I will be the first to admit that being young and in considerable pain day in and day out takes its toll on your personality and quality of life. Compound this with other personal struggles and it is almost too much to bear. I want to write this as a lesson I learned recently. My pain and family problems elevated my depression to a level where I attempted suicide twice in a matter of weeks. Yes I did get help and no the situation at home did not get better in fact I am now a single dad (she found someone new and "healthy") my pay was cut drastically and it looked hopeless. What I took away from all of this is ask for help I did not until it was almost too late and while I have my trials and troubles I can deal with them in a healthy manner. Somedays we spend so much time focusing on the bad that we do not see the good our lives have for us no matter how small that one thing is. Hold onto life cherish the good moments no matter how short or pain free (tolerable) they are. I write this because I know I am not the only one here that has had these thoughts cross their minds and from a survivor i am here to tell you this is so not the right path to take yes it may be easy but the pain you are in is minimal to the pain you will leave behind.

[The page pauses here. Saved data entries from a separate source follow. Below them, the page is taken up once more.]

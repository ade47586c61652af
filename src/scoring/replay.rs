//! Full innings recomputation from a corrected ball log.

use tracing::debug;

use crate::db::models::{CurrentPlayers, Match};
use crate::error::ScoringError;

use super::classifier::Classifier;
use super::ledger::{next_players, InningsLedger};
use super::request::RawBall;

/// Rebuilds the active innings from `balls`, replacing its score, figures,
/// fall of wickets and ball events.  The other innings is left untouched.
///
/// Every entry is validated before anything is written, so a bad entry
/// leaves the match as it was.  Entries after the innings has ended (all
/// out, overs used up, target reached) are rejected as invalid.
pub fn replay_innings(
    m: &mut Match,
    balls: &[RawBall],
    classify: Classifier,
) -> Result<(), ScoringError> {
    let participants = balls
        .iter()
        .enumerate()
        .map(|(index, ball)| {
            ball.participants(&CurrentPlayers::default())
                .map_err(|e| ScoringError::InvalidBall {
                    index,
                    reason: e.to_string(),
                })
        })
        .collect::<Result<Vec<_>, _>>()?;

    let mut ledger = InningsLedger::blank(m);
    let mut last = None;
    for (index, (who, ball)) in participants.iter().zip(balls).enumerate() {
        if ledger.is_finished() {
            return Err(ScoringError::InvalidBall {
                index,
                reason: format!(
                    "the innings was already over at {}/{} ({})",
                    ledger.innings.score,
                    ledger.innings.wickets,
                    ledger.innings.overs_display()
                ),
            });
        }
        let outcome = classify(ball);
        let recorded = ledger.record(who, &outcome);
        last = Some((who, outcome, recorded));
    }
    ledger.attach(m);

    m.current = match last {
        Some((who, outcome, recorded)) => next_players(who, &outcome, &recorded),
        None => CurrentPlayers::default(),
    };
    m.undo_log.clear();

    debug!(
        "Match {}: replayed innings {} from {} balls ({})",
        m.id,
        m.current_innings,
        balls.len(),
        m.active_innings().overs_display()
    );
    Ok(())
}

I do not want to come across preachy or pointing fingers it is not my intention I just want to say from my point of view it does get better we may just not see it today.
Live one day at a time and do it with no regrets. I hold my head up high with pride to the fact that i wont let my injury beat me.
Lumbar surgery 2009
Cervical fusion C4 to C7 2009
Heart ablation 2011
Lumbar fusion L4 to S1 2012 and now L1 2 3 and 4 are split and bulging.